Technical advantages of primary-upward 2WPS?

Forgive me if this has already been posted somewhere; so far I haven’t found it :slight_smile:

I’ve been playing for about 15 years and have been a strict alternate picker for the last six. For as long as I can remember I’ve played with a mix of UWPS and DWPS, with a slight preference for UWPS, especially on descending licks. (Like many players, I find UWPS feels very natural for descending licks, since, among other things, your arm/wrist tends to roll upward naturally as you change directions.) Of course, I couldn’t have even explained that much until a couple of years ago when I started reading Troy’s stuff!

I tend to use a double-escape-stroke motion for slower licks, and even when I’m doing this, my right hand just “likes” a very slight upward slant a little better. Still not sure why.

On the other hand, I find the mental math of the primary-downward approach a lot easier to deal with. It’s as if you started with the classic Yngwie approach, which is very elegant and easy to think about, and added a minimal amount of upward pick slanting to deal with descending licks and to make strict alternate picking feasible.

For picking with a double escape stroke, I use an Albert Lee-type motion combining deviation and flexion/extension. When pick slanting I use deviation and a bit of elbow. That mostly goes for UWPS; my DWPS is a bit less consistent since I spend less time using it, but I think it’s mostly the same as UWPS but with a bit more elbow.

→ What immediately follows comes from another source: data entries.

//! Battle Factory: rental Pokemon only.
//!
//! The player picks three of six rentals and may trade one of them for one of
//! the beaten opponent's Pokemon after every win. The player's own party sits
//! out; the session restores it when the challenge ends.

use crate::battle::engine::BattleRules;
use crate::frontier::Facility;
use crate::level::LevelRule;
use crate::pokemon::PokemonInst;
use crate::session::{
    choose_level_rule, fight_brain, CancelReason, Challenge, ChallengeOutcome, FrontierContext, SessionCounters,
    DECLINED,
};
use crate::species::SpeciesFilter;
use crate::trainer::{RosterGenerator, Trainer, TrainerClass, MALE_NAMES};

pub const RENTAL_CHOICES: usize = 6;
pub const TEAM_SIZE: usize = 3;

#[derive(Debug, Default)]
pub struct FactoryChallenge {
    counters: SessionCounters,
}

fn rental_label(pokemon: &PokemonInst) -> String {
    let moves: Vec<&str> = pokemon.moves.iter().map(|m| m.name.as_str()).collect();
    format!("{} Lv.{} ({})", pokemon.name(), pokemon.level, moves.join(", "))
}

/// Fixed rules rent at the fixed level. Open rentals come at the level cap.
fn rental_level(ctx: &FrontierContext<'_>, rule: LevelRule) -> u8 {
    match rule {
        LevelRule::Fixed(level) => level,
        LevelRule::Open => ctx.config.level_cap,
    }
}

fn choose_rentals(
    ctx: &mut FrontierContext<'_>,
    mut rentals: Vec<PokemonInst>,
) -> Result<Vec<PokemonInst>, CancelReason> {
    let mut team = Vec::with_capacity(TEAM_SIZE);
    while team.len() < TEAM_SIZE {
        let options: Vec<String> = rentals.iter().map(rental_label).collect();
        let prompt = format!("Choose rental {} of {}.", team.len() + 1, TEAM_SIZE);
        match ctx.dialog.choose(&prompt, &options) {
            Some(index) if index < rentals.len() => team.push(rentals.remove(index)),
            _ => {
                ctx.say(DECLINED);
                return Err(CancelReason::Declined);
            }
        }
    }
    Ok(team)
}

/// Trade one of the player's rentals for one of `opponent`'s. Backing out of
/// either menu keeps the team as it is.
fn offer_swap(ctx: &mut FrontierContext<'_>, opponent: &Trainer) {
    if !ctx.dialog.confirm("Would you like to swap a Pokémon?") {
        return;
    }
    let yours: Vec<String> = ctx.player.party.iter().map(rental_label).collect();
    let Some(give) = ctx.dialog.choose("Which Pokémon will you give up?", &yours) else {
        return;
    };
    let theirs: Vec<String> = opponent.party.iter().map(rental_label).collect();
    let Some(take) = ctx.dialog.choose("Which Pokémon will you take?", &theirs) else {
        return;
    };
    let (Some(slot), Some(incoming)) = (ctx.player.party.get_mut(give), opponent.party.get(take)) else {
        return;
    };
    let mut incoming = incoming.clone();
    incoming.heal();
    let took = incoming.species.clone();
    let outgoing = std::mem::replace(slot, incoming);
    ctx.say(format!("You swapped {} for {}.", outgoing.name(), took));
    tracing::info!(target: "frontier.factory", gave = %outgoing.species, %took, "rental swapped");
}

impl Challenge for FactoryChallenge {
    fn facility(&self) -> Facility {
        Facility::Factory
    }

    fn counters(&self) -> &SessionCounters {
        &self.counters
    }

    fn run(&mut self, ctx: &mut FrontierContext<'_>) -> ChallengeOutcome {
        let facility = Facility::Factory;
        let rule = match choose_level_rule(ctx) {
            Ok(rule) => rule,
            Err(reason) => return ChallengeOutcome::Cancelled(reason),
        };
        let level = rental_level(ctx, rule);
        let rentals = RosterGenerator::party(ctx.rng, level, RENTAL_CHOICES, &SpeciesFilter::any());
        let team = match choose_rentals(ctx, rentals) {
            Ok(team) => team,
            Err(reason) => return ChallengeOutcome::Cancelled(reason),
        };
        ctx.player.party = team;

        let rules = BattleRules::single();
        let total = ctx.config.battles_per_set;
        let mut brain_defeated = false;
        self.counters.round = 1;

        for battle in 1..=total {
            self.counters.battle = battle;
            ctx.say(format!("Battle {} of {}", battle, total));
            let name = ctx.rng.choose("scientist name", &MALE_NAMES).copied().unwrap_or("Paul");
            let mut opponent = RosterGenerator::trainer(
                ctx.rng,
                TrainerClass::Scientist,
                name,
                level,
                TEAM_SIZE,
                &SpeciesFilter::any(),
            );
            ctx.say(format!("{} wants to battle!", opponent.display_name()));

            let report = ctx.battle(TEAM_SIZE, &mut opponent, &rules);
            ctx.heal_entrants(TEAM_SIZE);
            if !report.is_win() {
                ctx.record_loss(facility, &mut self.counters);
                return ChallengeOutcome::Lost;
            }
            ctx.award_win(&mut self.counters);
            let streak = ctx.state.increment_streak(facility);
            ctx.say(format!("You won! Current streak: {}", streak));

            if ctx.state.can_face_brain(facility) {
                if !fight_brain(ctx, facility, &mut self.counters, TEAM_SIZE, level, &rules) {
                    ctx.record_loss(facility, &mut self.counters);
                    return ChallengeOutcome::Lost;
                }
                brain_defeated = true;
                ctx.heal_entrants(TEAM_SIZE);
            }

            if battle < total {
                opponent.heal_party();
                offer_swap(ctx, &opponent);
            }
        }

        ChallengeOutcome::Completed { brain_defeated }
    }
}

#[cfg(test)]
mod tests {
    use super::*;
    use crate::dialog::ScriptedDialog;
    use crate::session::run_challenge;
    use crate::session::test_support::Harness;
    use pretty_assertions::assert_eq;

    #[test]
    fn test_rentals_replace_the_party_for_the_session() {
        let mut harness = Harness::new(&[("Pikachu", 12)]);
        harness.dialog = ScriptedDialog::new().with_choices([Some(0), Some(0), Some(0), Some(0)]);
        let before = harness.player.party.clone();
        let mut challenge = FactoryChallenge::default();
        let summary = run_challenge(&mut challenge, &mut harness.ctx());
        assert_eq!(summary.outcome, ChallengeOutcome::Completed { brain_defeated: false });
        assert_eq!(harness.engine.battles.len(), 7);
        let first = &harness.engine.battles[0];
        assert_eq!(first.party_species.len(), 3);
        assert!(!first.party_species.contains(&"Pikachu".to_string()));
        assert_eq!(first.opponent_levels, vec![50, 50, 50]);
        assert_eq!(harness.player.party, before);
    }

    #[test]
    fn test_open_rentals_use_level_cap() {
        let mut harness = Harness::new(&[("Pikachu", 12)]);
        harness.dialog = ScriptedDialog::new().with_choices([Some(1), Some(0), Some(0), Some(0)]);
        let mut challenge = FactoryChallenge::default();
        run_challenge(&mut challenge, &mut harness.ctx());
        assert_eq!(harness.engine.battles[0].opponent_levels, vec![100, 100, 100]);
    }

    #[test]
    fn test_swap_takes_opponent_pokemon() {
        let mut harness = Harness::new(&[("Pikachu", 12)]);
        harness.dialog = ScriptedDialog::new()
            .with_choices([Some(0), Some(0), Some(0), Some(0), Some(0), Some(1)])
            .with_confirms([true]);
        let mut challenge = FactoryChallenge::default();
        run_challenge(&mut challenge, &mut harness.ctx());
        let taken = harness.engine.battles[0].opponent_species[1].clone();
        assert_eq!(harness.engine.battles[1].party_species[0], taken);
    }

    #[test]
    fn test_backing_out_of_rentals_declines() {
        let mut harness = Harness::new(&[("Pikachu", 12)]);
        harness.dialog = ScriptedDialog::new().with_choices([Some(0), Some(2), None]);
        let mut challenge = FactoryChallenge::default();
        let summary = run_challenge(&mut challenge, &mut harness.ctx());
        assert_eq!(summary.outcome, ChallengeOutcome::Cancelled(CancelReason::Declined));
        assert!(harness.engine.battles.is_empty());
    }
}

I’m wondering if there are any valid mechanical reasons behind my instinctive preference here, or should I just bite the bullet and try and master DWPS to become a primary-downward pickslanter? If there’s nothing in particular to be said for UWPS from a technical point of view, I’d rather choose the technique that makes it easier to think about constructing licks and chunking.

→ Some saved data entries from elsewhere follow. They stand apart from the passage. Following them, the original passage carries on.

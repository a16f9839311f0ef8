//! Single-elimination tournament bracket.
//!
//! Entrants are referred to by index. Each round is a list of pairings and the
//! winners of round k, taken two at a time in order, are the pairings of round
//! k + 1. The next round only exists once the current one is fully resolved.

use crate::battle::resolver::{MatchResolver, MatchSide};
use crate::errors::{BracketError, BracketResult};
use crate::rng::FrontierRng;
use crate::trainer::{RosterGenerator, Trainer};

/// Roster size of generated bracket opponents.
pub const ENTRANT_PARTY_SIZE: usize = 3;

#[derive(Debug, Clone, PartialEq)]
pub enum Participant {
    Player,
    Opponent(Trainer),
}

impl Participant {
    pub fn is_player(&self) -> bool {
        matches!(self, Participant::Player)
    }

    pub fn display_name(&self, player_name: &str) -> String {
        match self {
            Participant::Player => player_name.to_string(),
            Participant::Opponent(trainer) => trainer.display_name(),
        }
    }

    pub fn trainer(&self) -> Option<&Trainer> {
        match self {
            Participant::Player => None,
            Participant::Opponent(trainer) => Some(trainer),
        }
    }
}

#[derive(Debug, Clone, Copy, PartialEq, Eq)]
pub struct MatchResult {
    /// 0-based round.
    pub round: usize,
    /// 0-based position of the pairing within its round.
    pub match_index: usize,
    pub winner: usize,
    pub loser: usize,
}

#[derive(Debug, Clone)]
pub struct Bracket {
    entrants: Vec<Participant>,
    rounds: Vec<Vec<(usize, usize)>>,
    winners: Vec<Vec<usize>>,
    total_rounds: usize,
}

fn validate_size(size: usize) -> BracketResult<usize> {
    if size < 2 || !size.is_power_of_two() {
        return Err(BracketError::InvalidSize(size));
    }
    Ok(size.trailing_zeros() as usize)
}

/// Two distinct elements of a slice, mutably.
fn pair_mut<T>(items: &mut [T], a: usize, b: usize) -> (&mut T, &mut T) {
    if a < b {
        let (left, right) = items.split_at_mut(b);
        (&mut left[a], &mut right[0])
    } else {
        let (left, right) = items.split_at_mut(a);
        (&mut right[0], &mut left[b])
    }
}

impl Bracket {
    /// `size` freshly generated Cooltrainers at `level`.
    pub fn generate(size: usize, rng: &mut FrontierRng, level: u8) -> BracketResult<Self> {
        validate_size(size)?;
        let entrants = (0..size)
            .map(|_| Participant::Opponent(RosterGenerator::cooltrainer(rng, level, ENTRANT_PARTY_SIZE)))
            .collect();
        Self::from_entrants(entrants)
    }

    pub fn from_entrants(entrants: Vec<Participant>) -> BracketResult<Self> {
        let total_rounds = validate_size(entrants.len())?;
        let first_round = (0..entrants.len() / 2).map(|i| (2 * i, 2 * i + 1)).collect();
        Ok(Bracket {
            entrants,
            rounds: vec![first_round],
            winners: vec![Vec::new()],
            total_rounds,
        })
    }

    /// Put the player into a random slot, replacing the opponent there.
    pub fn place_player(&mut self, rng: &mut FrontierRng) -> usize {
        let slot = rng.below("bracket slot", self.entrants.len());
        self.entrants[slot] = Participant::Player;
        slot
    }

    pub fn place_player_at(&mut self, slot: usize) -> BracketResult<()> {
        let entrant = self
            .entrants
            .get_mut(slot)
            .ok_or(BracketError::InvalidParticipant(slot))?;
        *entrant = Participant::Player;
        Ok(())
    }

    pub fn size(&self) -> usize {
        self.entrants.len()
    }

    pub fn total_rounds(&self) -> usize {
        self.total_rounds
    }

    /// 0-based index of the round being played.
    pub fn current_round(&self) -> usize {
        self.rounds.len() - 1
    }

    pub fn current_matches(&self) -> &[(usize, usize)] {
        &self.rounds[self.current_round()]
    }

    pub fn round(&self, round: usize) -> Option<&[(usize, usize)]> {
        self.rounds.get(round).map(Vec::as_slice)
    }

    pub fn round_winners(&self, round: usize) -> Option<&[usize]> {
        self.winners.get(round).map(Vec::as_slice)
    }

    pub fn participant(&self, index: usize) -> BracketResult<&Participant> {
        self.entrants
            .get(index)
            .ok_or(BracketError::InvalidParticipant(index))
    }

    /// Index of the pairing that will be resolved next in the current round.
    pub fn next_match_index(&self) -> Option<usize> {
        let round = self.current_round();
        let resolved = self.winners[round].len();
        (resolved < self.rounds[round].len()).then_some(resolved)
    }

    /// Resolve a single pairing. Once a round completes and rounds remain, the
    /// next round is paired from its winners. `None` once the bracket is final.
    pub fn resolve_next_match(
        &mut self,
        resolver: &mut dyn MatchResolver,
        rng: &mut FrontierRng,
    ) -> Option<MatchResult> {
        let round = self.current_round();
        let match_index = self.next_match_index()?;
        let (a, b) = self.rounds[round][match_index];
        let (first, second) = pair_mut(&mut self.entrants, a, b);
        let (winner, loser) = match resolver.resolve(first, second, rng) {
            MatchSide::First => (a, b),
            MatchSide::Second => (b, a),
        };
        self.winners[round].push(winner);
        tracing::debug!(target: "frontier.bracket", round, match_index, winner, loser, "match resolved");

        if self.winners[round].len() == self.rounds[round].len() && round + 1 < self.total_rounds {
            let next = self.winners[round].chunks(2).map(|pair| (pair[0], pair[1])).collect();
            self.rounds.push(next);
            self.winners.push(Vec::new());
        }

        Some(MatchResult {
            round,
            match_index,
            winner,
            loser,
        })
    }

    /// Resolve every remaining pairing of the current round and return its
    /// winners. After the final round this does nothing and returns nothing.
    pub fn advance(&mut self, resolver: &mut dyn MatchResolver, rng: &mut FrontierRng) -> Vec<usize> {
        if self.is_final() {
            return Vec::new();
        }
        let round = self.current_round();
        while self.winners[round].len() < self.rounds[round].len() {
            if self.resolve_next_match(resolver, rng).is_none() {
                break;
            }
        }
        self.winners[round].clone()
    }

    pub fn is_final(&self) -> bool {
        self.rounds.len() == self.total_rounds
            && self
                .winners
                .last()
                .zip(self.rounds.last())
                .is_some_and(|(winners, pairs)| winners.len() == pairs.len())
    }

    pub fn winner(&self) -> Option<usize> {
        if !self.is_final() {
            return None;
        }
        self.winners.last().and_then(|w| w.first()).copied()
    }
}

I feel like this must be in the material somewhere, but I reviewed a lot of the Michael Angelo Batio stuff where primary-upward 2WPS is first introduced and couldn’t find anything about the mechanical reasons for it.

You just describe roughly how I pick. So curious to see what others have to say.

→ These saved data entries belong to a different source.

//! Level rules and the opponent level curve.

use crate::player::Player;
use crate::pokemon::PokemonInst;
use serde::{Deserialize, Serialize};

pub const MAX_LEVEL: u8 = 100;
pub const DEFAULT_FIXED_LEVEL: u8 = 50;
pub const DEFAULT_OPEN_FLOOR: u8 = 50;

#[derive(Debug, Clone, Copy, PartialEq, Eq, Serialize, Deserialize)]
pub enum LevelRule {
    /// Everyone fights at this level; entrants above it are capped.
    Fixed(u8),
    /// Opponents match the challenger's entrants.
    Open,
}

impl LevelRule {
    pub fn label(&self) -> String {
        match self {
            LevelRule::Fixed(level) => format!("Level {}", level),
            LevelRule::Open => "Open Level".to_string(),
        }
    }
}

/// Session baseline with the default open-level floor.
pub fn baseline(rule: LevelRule, player: &Player) -> u8 {
    baseline_with_floor(rule, player, DEFAULT_OPEN_FLOOR)
}

/// Fixed rules use their level. Open uses the floored average of the first
/// three party members, never below `open_floor`.
pub fn baseline_with_floor(rule: LevelRule, player: &Player, open_floor: u8) -> u8 {
    match rule {
        LevelRule::Fixed(level) => level.min(MAX_LEVEL),
        LevelRule::Open => player
            .average_level(3)
            .max(open_floor as u32)
            .min(MAX_LEVEL as u32) as u8,
    }
}

/// Opponent level for a 1-based round: two levels per round, capped at 100.
pub fn opponent_level(baseline: u8, round: u32) -> u8 {
    let bonus = 2 * round.saturating_sub(1);
    (baseline as u32 + bonus).min(MAX_LEVEL as u32) as u8
}

/// Lower the first `count` entrants to the fixed level. Open leaves them alone.
pub fn cap_entrants(rule: LevelRule, party: &mut [PokemonInst], count: usize) {
    if let LevelRule::Fixed(cap) = rule {
        for pokemon in party.iter_mut().take(count) {
            if pokemon.level > cap {
                pokemon.set_level(cap);
            }
        }
    }
}

#[cfg(test)]
mod tests {
    use super::*;
    use pretty_assertions::assert_eq;
    use rstest::rstest;

    fn party(levels: &[u8]) -> Vec<PokemonInst> {
        levels
            .iter()
            .map(|&l| PokemonInst::from_name("Machop", l).expect("species"))
            .collect()
    }

    #[rstest]
    #[case(&[62, 62, 62], 62)]
    #[case(&[60, 61, 66], 62)]
    #[case(&[30, 40, 45], 50)]
    #[case(&[100, 100, 100, 5], 100)]
    fn test_open_baseline(#[case] levels: &[u8], #[case] expected: u8) {
        assert_eq!(baseline(LevelRule::Open, &Player::new("Red", party(levels))), expected);
    }

    #[test]
    fn test_fixed_baseline_ignores_party() {
        assert_eq!(baseline(LevelRule::Fixed(50), &Player::new("Red", party(&[90, 90, 90]))), 50);
    }

    #[rstest]
    #[case(50, 1, 50)]
    #[case(50, 2, 52)]
    #[case(50, 7, 62)]
    #[case(97, 3, 100)]
    #[case(100, 10, 100)]
    fn test_opponent_level(#[case] base: u8, #[case] round: u32, #[case] expected: u8) {
        assert_eq!(opponent_level(base, round), expected);
    }

    #[test]
    fn test_opponent_level_is_non_decreasing() {
        for base in [1u8, 50, 75, 99] {
            let levels: Vec<u8> = (1..=60).map(|r| opponent_level(base, r)).collect();
            assert!(levels.windows(2).all(|w| w[0] <= w[1]));
            assert!(levels.iter().all(|&l| l <= MAX_LEVEL));
        }
    }

    #[test]
    fn test_cap_entrants() {
        let mut members = party(&[70, 40, 80, 90]);
        cap_entrants(LevelRule::Fixed(50), &mut members, 3);
        let levels: Vec<u8> = members.iter().map(|p| p.level).collect();
        assert_eq!(levels, vec![50, 40, 50, 90]);
    }
}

if you are comfortable with one thing, id never in a million year try to switch to something else “just because”. ive seen this in other threads where people think they “should” do this or that.

AFAIK there is no “should” in any of this stuff

Id say there IS one nice advantage to slightly uwps. If you are going to do a fast 3nps lick and you go D-U-D, with uwps you are already set to go to another string with no extra work involved. no rotating, no this or that.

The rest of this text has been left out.